My teeth marks were imprinted into Micah’s neck. The marks had been smeared with Neosporin, but he hadn’t had to bandage them. Good for him, and for me. I’d stopped before I’d hurt him too badly. It was actually less blood than the one and only time I’d let myself mark Nathaniel. It had been when the ardeur was new and I was still trying to find ways to feed it that didn’t involve intercourse. Silly me.
The last straw was when he took the butter dish off the table, before everybody was finished with it. Gregory grabbed for it, and claws were wrong for grabbing china. The plate fell and broke all o
ver the floor. The butter slid across the floor in a long yellow line, like a really nasty snail trail. I don’t know what I would have said—probably something not helpful—but just then the phone rang.

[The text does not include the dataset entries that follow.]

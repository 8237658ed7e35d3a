//! Global events used for cross-system communication.
//!
//! Events allow decoupled systems to communicate. For example, the attack
//! resolver sends DamageEvents, and the health system receives them to
//! apply damage. This keeps systems independent and testable.

use bevy::prelude::*;

/// Sent when an attack connects with a damageable entity.
///
/// Immutable value describing the hit at the moment it happened. The damage
/// system applies it to the target's `Health`.
#[derive(Event, Debug, Clone, Copy, PartialEq)]
pub struct DamageEvent {
    /// Entity receiving damage
    pub target: Entity,
    /// Entity that caused the damage
    pub source: Entity,
    /// Damage amount (always positive)
    pub amount: f32,
    /// World-space impact point
    pub hit_point: Vec3,
    /// Surface normal at the impact point
    pub hit_normal: Vec3,
}

/// Sent after a `DamageEvent` was accepted by a living target.
///
/// Rejected damage (target already dead, or not damageable) never produces
/// this event, so reactions like retaliation and hit effects only fire for
/// hits that actually landed.
#[derive(Event, Debug, Clone, Copy)]
pub struct DamageTaken {
    pub target: Entity,
    pub source: Entity,
    pub hit_point: Vec3,
    pub hit_normal: Vec3,
}

/// Sent exactly once when an entity dies (health reaches 0).
///
/// Systems can listen for this to trigger death animations,
/// roster cleanup, scoring, etc.
#[derive(Event, Debug, Clone, Copy)]
pub struct DeathEvent {
    /// Entity that died
    pub entity: Entity,
    /// Entity that killed them (if any)
    pub killed_by: Option<Entity>,
}

/// Fire-and-forget request for a visual/audio effect.
#[derive(Event, Debug, Clone, Copy)]
pub enum EffectCue {
    /// Flesh impact at a hit point.
    Hit {
        target: Entity,
        point: Vec3,
        normal: Vec3,
    },
    /// Death sound for an entity.
    Death { entity: Entity },
}
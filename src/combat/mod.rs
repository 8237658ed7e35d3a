//! Combat module - health, damage application, deaths, and corpse cleanup.

mod components;
mod plugin;
mod systems;

pub use components::*;
pub use plugin::{CombatPlugin, CombatSet};
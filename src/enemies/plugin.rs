//! Enemy plugin - registers all agent systems.

use bevy::prelude::*;

use super::ai;
use super::animation;
use super::data::{load_agent_definitions, load_spawner_config, AgentRegistry, DataRoot, SpawnerConfig};
use super::spawning::{dispatch_death_listeners, tick_spawner, Score, WaveSpawner};
use crate::combat::CombatSet;
use crate::core::{enter_game, GameState};
use crate::navigation::NavigationSet;

/// System set ordering for agents within `Update`.
#[derive(SystemSet, Debug, Clone, PartialEq, Eq, Hash)]
pub enum EnemySet {
    /// Wave spawning
    Spawn,
    /// Perception, state transitions and animation cues
    Think,
}

/// Enemy plugin - handles spawning, AI, death, and animation cues.
pub struct EnemyPlugin;

impl Plugin for EnemyPlugin {
    fn build(&self, app: &mut App) {
        app
            .init_resource::<DataRoot>()
            .init_resource::<AgentRegistry>()
            .init_resource::<SpawnerConfig>()
            .init_resource::<WaveSpawner>()
            .init_resource::<Score>()

            // Animation cue events
            .add_event::<animation::AttackCue>()
            .add_event::<animation::DeathCue>()
            .add_event::<animation::WindUpComplete>()
            .add_event::<animation::AttackComplete>()

            // Data is loaded before the game starts
            .add_systems(
                OnEnter(GameState::Loading),
                (load_agent_definitions, load_spawner_config).before(enter_game),
            )

            .configure_sets(
                Update,
                (EnemySet::Spawn, EnemySet::Think)
                    .chain()
                    .before(NavigationSet)
                    .before(CombatSet::Damage),
            )

            // No new waves once the game is over
            .add_systems(
                Update,
                tick_spawner
                    .in_set(EnemySet::Spawn)
                    .run_if(in_state(GameState::InGame)),
            )

            .add_systems(
                Update,
                (
                    ai::perception_cycle,
                    ai::check_attack_range,
                    animation::start_attack_animations,
                    animation::advance_attack_animations,
                    ai::on_wind_up_complete,
                    ai::on_attack_complete,
                )
                    .chain()
                    .in_set(EnemySet::Think),
            )

            // Reactions to this frame's damage and deaths
            .add_systems(
                Update,
                (
                    ai::retaliate,
                    ai::handle_agent_death,
                    animation::play_death_animations,
                    dispatch_death_listeners,
                )
                    .chain()
                    .in_set(CombatSet::Reactions),
            )

            // Facing and the attack sweep step with the fixed clock
            .add_systems(FixedUpdate, (ai::face_target, ai::resolve_attacks).chain());
    }
}
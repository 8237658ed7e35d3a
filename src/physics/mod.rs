//! Physics module - collision layers and the spatial query seam.
//!
//! Gameplay code asks spatial questions through the `SpatialQuery` trait.
//! `RapierSpatialQuery` answers them from the live Rapier context; unit
//! tests answer them from an in-memory scene.

mod layers;
mod query;

pub use layers::*;
pub use query::{RapierSpatialQuery, RayHit, SpatialQuery, SweepHit, MAX_SWEEP_HITS};
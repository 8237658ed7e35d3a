mod common;

use bevy::prelude::*;
use common::*;
use horde_survival::combat::{Dead, DeathEvent, DespawnTimer, Health};
use horde_survival::enemies::{
    AgentStats, AgentType, DeathListener, DeathListeners, PerceptionTimer, Score, SkinTint,
    SpawnerConfig,
};
use horde_survival::navigation::NavAgent;

#[test]
fn first_wave_spawns_five_agents() {
    let mut app = test_app(SpawnerConfig::default());
    run(&mut app, 3);

    assert_eq!(spawner(&app).wave(), 1);
    assert_eq!(roster(&app).len(), 5);
}

#[test]
fn spawned_agents_roll_stats_inside_configured_ranges() {
    let config = SpawnerConfig::default();
    let mut app = test_app(config.clone());
    run(&mut app, 2);

    for agent in roster(&app) {
        let entity = app.world().entity(agent);
        let stats = entity.get::<AgentStats>().unwrap();
        let health = entity.get::<Health>().unwrap();

        assert!(health.maximum >= config.health.min && health.maximum <= config.health.max);
        assert!(stats.damage >= config.damage.min && stats.damage <= config.damage.max);
        assert!(stats.run_speed >= config.speed.min && stats.run_speed <= config.speed.max);
        assert!((stats.patrol_speed - stats.run_speed * 0.3).abs() < 1e-4);
        assert!(entity.contains::<SkinTint>());
        assert_eq!(
            entity.get::<DeathListeners>().unwrap().0,
            vec![
                DeathListener::LeaveRoster,
                DeathListener::DespawnAfter(10.0),
                DeathListener::AwardScore(100),
            ]
        );
    }
}

#[test]
fn clearing_a_wave_starts_a_larger_one() {
    let mut app = test_app(SpawnerConfig::default());
    run(&mut app, 2);

    let first = roster(&app);
    for agent in &first {
        kill(&mut app, *agent);
    }
    run(&mut app, 2);

    assert_eq!(spawner(&app).wave(), 2);
    assert_eq!(roster(&app).len(), 10);
    assert!(first.iter().all(|agent| !spawner(&app).roster().contains(agent)));
    assert_eq!(app.world().resource::<Score>().0, 500);
}

#[test]
fn roster_size_is_spawned_minus_retired() {
    let mut app = test_app(SpawnerConfig::default());
    run(&mut app, 2);

    let agents = roster(&app);
    for (i, agent) in agents.iter().take(3).enumerate() {
        kill(&mut app, *agent);
        run(&mut app, 1);

        let spawner = spawner(&app);
        assert_eq!(spawner.retired(), i as u64 + 1);
        assert_eq!(spawner.spawned() - spawner.retired(), spawner.roster().len() as u64);
    }

    // Killing a corpse again changes nothing
    kill(&mut app, agents[0]);
    run(&mut app, 1);
    assert_eq!(spawner(&app).retired(), 3);
    assert_eq!(app.world().resource::<Score>().0, 300);
}

#[test]
fn dead_agent_shuts_down_and_is_removed_later() {
    let mut app = test_app(SpawnerConfig::default());
    run(&mut app, 2);

    let agent = roster(&app)[0];
    kill(&mut app, agent);
    run(&mut app, 1);

    {
        let entity = app.world().entity(agent);
        assert!(entity.contains::<Dead>());
        assert!(entity.contains::<DespawnTimer>());
        assert!(!entity.contains::<PerceptionTimer>());
        let nav = entity.get::<NavAgent>().unwrap();
        assert!(!nav.enabled);
        assert!(nav.is_stopped);
    }

    // Corpse stays for its grace period
    run(&mut app, 40);
    assert!(app.world().entities().contains(agent));

    run(&mut app, 15);
    assert!(!app.world().entities().contains(agent));
}

#[test]
fn death_names_the_killer() {
    let mut app = test_app(SpawnerConfig::default());
    let player = spawn_target(&mut app, Vec3::new(50.0, 0.0, 50.0), 3);
    run(&mut app, 2);

    let agent = roster(&app)[0];
    assert_eq!(app.world().get::<AgentType>(agent).unwrap().0, "ghoul");

    hit(&mut app, agent, player, 10_000.0);
    run(&mut app, 1);

    let events = app.world().resource::<Events<DeathEvent>>();
    let mut cursor = events.get_cursor();
    let deaths: Vec<_> = cursor.read(events).collect();
    assert_eq!(deaths.len(), 1);
    assert_eq!(deaths[0].entity, agent);
    assert_eq!(deaths[0].killed_by, Some(player));
}

#[test]
fn wounded_agent_stays_in_roster() {
    let mut app = test_app(SpawnerConfig::default());
    run(&mut app, 2);

    let agent = roster(&app)[0];
    hit(&mut app, agent, Entity::PLACEHOLDER, 1.0);
    run(&mut app, 1);

    assert!(spawner(&app).roster().contains(&agent));
    assert_eq!(app.world().resource::<Score>().0, 0);
}
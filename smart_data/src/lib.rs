//! Shared data model for SmartAI content: storage rows and catalog snapshots.

pub mod defs;
pub mod validate;

pub use defs::*;
pub use validate::{ValidationError, validate_catalog};
use std::fs;
use std::sync::Arc;

use smart_data::WaypointRowDef;
use smart_engine::loader::rules::load_rule_rows;
use smart_engine::*;

fn point(path: u32, point: u32) -> WaypointRowDef {
    WaypointRowDef {
        path,
        point,
        x: 0.0,
        y: 0.0,
        z: 0.0,
    }
}

#[test]
fn test_lib_version() {
    assert!(!SMART_ENGINE_VERSION.is_empty());
}

#[test]
fn bundled_data_directory_loads() {
    let data = load_smart_data(&SmartConfig::default()).expect("bundled data loads");
    assert_eq!(data.waypoint_report.paths, 2);
    assert_eq!(data.waypoint_report.points, 5);
    assert!(data.waypoint_report.gaps.is_empty());

    let report = &data.report;
    assert_eq!(report.entities, 6);
    assert_eq!(report.rules, 10);
    assert_eq!(report.rejected.len(), 2);
    assert!(report.was_rejected_for(1002, 0, |r| matches!(r, Rejection::OwnerWrongAi { .. })));
    assert!(report.was_rejected_for(1000, 4, |r| matches!(
        r,
        Rejection::MissingReference { what: "spell", .. }
    )));
    assert!(
        report
            .warnings
            .iter()
            .any(|d| matches!(d.reason, Warning::RedundantSpellEffect { id: 1001, .. }))
    );
    assert!(data.scripts.get_chain(SourceKind::TimedActionList, 300_000).is_some());
    assert!(data.scripts.get_chain(SourceKind::AreaTrigger, 4000).is_some());
}

#[test]
fn config_points_at_files_anywhere() {
    let dir = tempfile::tempdir().expect("temp dir");
    let catalog = dir.path().join("catalog.ron");
    let rules = dir.path().join("rules.ron");
    let waypoints = dir.path().join("waypoints.ron");
    fs::write(
        &catalog,
        r#"(creature_templates: [(entry: 7, ai_name: "SmartAI")], creature_texts: [(entry: 7, group: 0)])"#,
    )
    .expect("write catalog");
    fs::write(
        &rules,
        "[(owner_key: 7, id: 1, event_type: 4, action_type: 1), (owner_key: 7, id: 2, event_type: 4, action_type: 53, action_param2: 3)]",
    )
    .expect("write rules");
    fs::write(&waypoints, "[(path: 3, point: 1, x: 1.0, y: 2.0, z: 3.0)]").expect("write waypoints");

    let config = SmartConfig {
        catalog_file: catalog.display().to_string(),
        rules_file: rules.display().to_string(),
        waypoints_file: waypoints.display().to_string(),
        report_file: None,
        warn_redundant_spells: false,
    };
    let data = load_smart_data(&config).expect("load from temp dir");
    assert_eq!(data.report.rules, 2);
    assert!(data.report.rejected.is_empty());
    assert!(data.waypoints.contains_path(3));

    let json = serde_json::to_value(&data.report).expect("serialize report");
    assert_eq!(json["rules"], 2);
}

#[test]
fn unreadable_rules_file_is_an_error() {
    let dir = tempfile::tempdir().expect("temp dir");
    let rules = dir.path().join("rules.ron");
    fs::write(&rules, "[(owner_key: ").expect("write rules");
    let err = load_rule_rows(&rules).expect_err("truncated file");
    assert!(format!("{err:#}").contains("parsing rules"));
}

#[test]
fn waypoint_reload_releases_previous_generation() {
    let mut store = WaypointStore::new();
    store.load(&[point(1, 1), point(1, 2)]);
    let held = store.get_path(1).expect("path 1");
    let weak = Arc::downgrade(&held);

    store.load(&[point(2, 1)]);
    assert!(store.get_path(1).is_none());
    assert_eq!(held.len(), 2, "a reader keeps its path across reload");

    drop(held);
    assert!(weak.upgrade().is_none());
}

#[test]
fn waypoint_start_checks_loaded_paths() {
    let catalog = CatalogStore::from_def(&smart_data::CatalogDef {
        creature_templates: vec![smart_data::TemplateDef {
            entry: 7,
            ai_name: "SmartAI".into(),
        }],
        ..Default::default()
    });
    let row = smart_data::RuleRowDef {
        owner_key: 7,
        id: 1,
        event_type: 4,
        action_type: 53,
        action_param2: 9,
        ..Default::default()
    };
    let mut waypoints = WaypointStore::new();
    let mut scripts = SmartScriptStore::new();

    let report = scripts.load(std::slice::from_ref(&row), &catalog, &waypoints);
    assert!(report.was_rejected_for(7, 1, |r| *r
        == Rejection::MissingReference {
            what: "waypoint path",
            id: 9
        }));

    waypoints.load(&[point(9, 1)]);
    let report = scripts.load(&[row], &catalog, &waypoints);
    assert_eq!(report.rules, 1);
}
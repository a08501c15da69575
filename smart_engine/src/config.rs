//! Loader configuration.
//!
//! `smart.toml` names the data files to read and toggles the authoring-quality
//! warnings. Every field has a default, and a missing or broken file falls back
//! to [`SmartConfig::default`] so the loader can always start.

use std::fs;
use std::path::Path;

use anyhow::{Context, Result};
use log::{info, warn};
use serde::{Deserialize, Serialize};

/// Complete loader configuration.
#[derive(Debug, Clone, PartialEq, Eq, Serialize, Deserialize)]
#[serde(default)]
pub struct SmartConfig {
    /// Catalog snapshot (RON), relative to the data dir.
    pub catalog_file: String,
    /// Rule rows (RON), relative to the data dir.
    pub rules_file: String,
    /// Waypoint rows (RON), relative to the data dir.
    pub waypoints_file: String,
    /// Where to write the JSON load report; no report when unset.
    pub report_file: Option<String>,
    /// Warn when an action duplicates what some spell effect already does.
    pub warn_redundant_spells: bool,
}

impl Default for SmartConfig {
    fn default() -> Self {
        Self {
            catalog_file: "catalog.ron".to_string(),
            rules_file: "smart_scripts.ron".to_string(),
            waypoints_file: "waypoints.ron".to_string(),
            report_file: None,
            warn_redundant_spells: true,
        }
    }
}

/// Loads configuration from a TOML file, falling back to defaults on error.
///
/// # Logging
/// - `info!` on successful load
/// - `warn!` if the file cannot be read or parsed
pub fn load_config(toml_path: &Path) -> SmartConfig {
    match try_load_config(toml_path) {
        Ok(config) => {
            info!("loader configuration read from '{}'", toml_path.display());
            config
        },
        Err(e) => {
            warn!(
                "Could not load configuration from '{}': {:#}. Using defaults.",
                toml_path.display(),
                e
            );
            SmartConfig::default()
        },
    }
}

fn try_load_config(toml_path: &Path) -> Result<SmartConfig> {
    let text = fs::read_to_string(toml_path)
        .with_context(|| format!("reading configuration from '{}'", toml_path.display()))?;
    let config: SmartConfig =
        toml::from_str(&text).with_context(|| format!("parsing configuration from '{}'", toml_path.display()))?;
    Ok(config)
}
/// Typed action payload. Each variant carries only the fields its kind reads.
#[derive(Debug, Clone, PartialEq)]
#[rustfmt::skip]
pub enum SmartAction {
    Talk { text_group: u32, duration: u32, use_talk_target: bool },
    SetFaction { faction: u32 },
    MorphToEntryOrModel { creature: u32, model: u32 },
    Sound { sound: u32, only_self: bool },
    PlayEmote { emote: u32 },
    FailQuest { quest: u32 },
    AddQuest { quest: u32 },
    SetReactState { state: u32 },
    ActivateGameObject,
    RandomEmote { emotes: [u32; 6] },
    Cast { spell: u32, cast_flags: u32, trigger_flags: u32 },
    SummonCreature { creature: u32, summon_type: u32, duration: u32, storage_id: u32, attack_invoker: bool },
    ThreatSinglePct { increase: u32, decrease: u32 },
    ThreatAllPct { increase: u32, decrease: u32 },
    CallAreaExploredOrEventHappens { quest: u32 },
    SetEmoteState { emote: u32 },
    SetUnitFlag { flag: u32, field: u32 },
    RemoveUnitFlag { flag: u32, field: u32 },
    AutoAttack { attack: bool },
    AllowCombatMovement { allow: bool },
    SetEventPhase { phase: u32 },
    IncEventPhase { inc: u32, dec: u32 },
    Evade,
    FleeForAssist { with_emote: bool },
    CallGroupEventHappens { quest: u32 },
    CombatStop,
    RemoveAurasFromSpell { spell: u32, charges: u32 },
    Follow { distance: u32, angle: u32, entry: u32, credit: u32, credit_type: u32 },
    RandomPhase { phases: [u32; 6] },
    RandomPhaseRange { min: u32, max: u32 },
    ResetGameObject,
    CallKilledMonster { creature: u32 },
    SetInstanceData { field: u32, data: u32 },
    SetInstanceData64 { field: u32 },
    UpdateTemplate { creature: u32, team: bool },
    Die,
    SetInCombatWithZone,
    CallForHelp { range: u32, with_emote: bool },
    SetSheath { sheath: u32 },
    ForceDespawn { delay: u32 },
    SetInvincibilityHpLevel { min_hp: u32, percent: u32 },
    MountToEntryOrModel { creature: u32, model: u32 },
    SetIngamePhaseMask { mask: u32 },
    SetData { field: u32, data: u32 },
    MoveForward { distance: u32 },
    SetVisibility { visible: bool },
    SetActive { active: bool },
    AttackStart,
    SummonGameObject { entry: u32, despawn_time: u32 },
    KillUnit,
    ActivateTaxi { path: u32 },
    WaypointStart { run: bool, path: u32, repeat: bool, quest: u32, despawn_time: u32, react_state: u32 },
    WaypointPause { delay: u32 },
    WaypointStop { despawn_time: u32, quest: u32, fail: bool },
    AddItem { item: u32, count: u32 },
    RemoveItem { item: u32, count: u32 },
    InstallAiTemplate { template: u32, params: [u32; 5] },
    SetRun { run: bool },
    SetFly { fly: bool },
    SetSwim { swim: bool },
    Teleport { map: u32 },
    SetCounter { counter: u32, value: u32, reset: bool },
    StoreTargetList { id: u32 },
    WaypointResume,
    SetOrientation,
    CreateTimedEvent { id: u32, timer: MinMax, repeat: MinMax, chance: u32 },
    PlayMovie { movie: u32 },
    MoveToPos { point: u32 },
    RespawnTarget,
    Equip { entry: u32, mask: u32, slots: [u32; 3] },
    CloseGossip,
    TriggerTimedEvent { id: u32 },
    RemoveTimedEvent { id: u32 },
    AddAura { spell: u32 },
    OverrideScriptBaseObject,
    ResetScriptBaseObject,
    CallScriptReset,
    SetRangedMovement { distance: u32, angle: u32 },
    CallTimedActionList { id: u32, timer_type: u32, allow_override: bool },
    SetNpcFlag { flag: u32 },
    AddNpcFlag { flag: u32 },
    RemoveNpcFlag { flag: u32 },
    SimpleTalk { text_group: u32 },
    InvokerCast { spell: u32, cast_flags: u32, trigger_flags: u32 },
    CrossCast { spell: u32, cast_flags: u32, caster_target_type: u32, caster_params: [u32; 3] },
    CallRandomTimedActionList { lists: [u32; 6] },
    CallRandomRangeTimedActionList { first: u32, last: u32 },
    RandomMove { distance: u32 },
    SetUnitFieldBytes1 { value: u32, field: u32 },
    RemoveUnitFieldBytes1 { value: u32, field: u32 },
    InterruptSpell { with_delayed: bool, spell: u32, instant: bool },
    SendGoCustomAnim { anim: u32 },
    SetDynamicFlag { flag: u32 },
    AddDynamicFlag { flag: u32 },
    RemoveDynamicFlag { flag: u32 },
    JumpToPos { speed_xy: u32, speed_z: u32 },
    SendGossipMenu { menu: u32, text: u32 },
    GoSetLootState { state: u32 },
    SendTargetToTarget { id: u32 },
    SetHomePos,
    SetHealthRegen { regen: bool },
    SetRoot { root: bool },
    SetGoFlag { flag: u32 },
    AddGoFlag { flag: u32 },
    RemoveGoFlag { flag: u32 },
    SummonCreatureGroup { group: u32, attack_invoker: bool },
    SetPower { power_type: u32, value: u32 },
    AddPower { power_type: u32, value: u32 },
    RemovePower { power_type: u32, value: u32 },
    GameEventStop { game_event: u32 },
    GameEventStart { game_event: u32 },
    StartClosestWaypoint { paths: [u32; 6] },
    RandomSound { sounds: [u32; 5], only_self: bool },
}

“Someone else get that,” Nathaniel said from the floor where he was wiping up the mess, “I’m a little busy.”
Micah just kept eating his breakfast, I think because he was upset with me for not saying something to help Nathaniel feel better. Problem was I didn’t know what to say. So I got the phone.
“Anita, it’s Ronnie.”
“Ronnie, hi,” and I was thinking furiously. Oh, yeah, I wasn’t the only one having personal problems. I still couldn’t believe that she’d turned down Louie’s proposal. Out loud I said, “How ya doing?”
“Louie left a message on my phone, so I know you know.” She sounded defensive.
“Okay, you want to talk about it?” I didn’t take offense. It wasn’t me she was mad at.
She blew out a loud breath. “Yes… no… I don’t know.”
“You can come here, or I’ll meet you somewhere.” I was using that careful voice, like the one Micah used so much on me.
“I’ll bring bagels,” she said.
“You could have homemade biscuits when you get here, instead.” I said.
“Homemade biscuits? You didn’t make them, did you?”
“No, Nathaniel did.”
“Can he cook?”
“Actually, yes.”
I could almost feel her doubt wafting over the phone.
“Honest, he’s really good at the baking stuff.”
“If you say so.”
“Well, we’d starve if they waited for me to cook.”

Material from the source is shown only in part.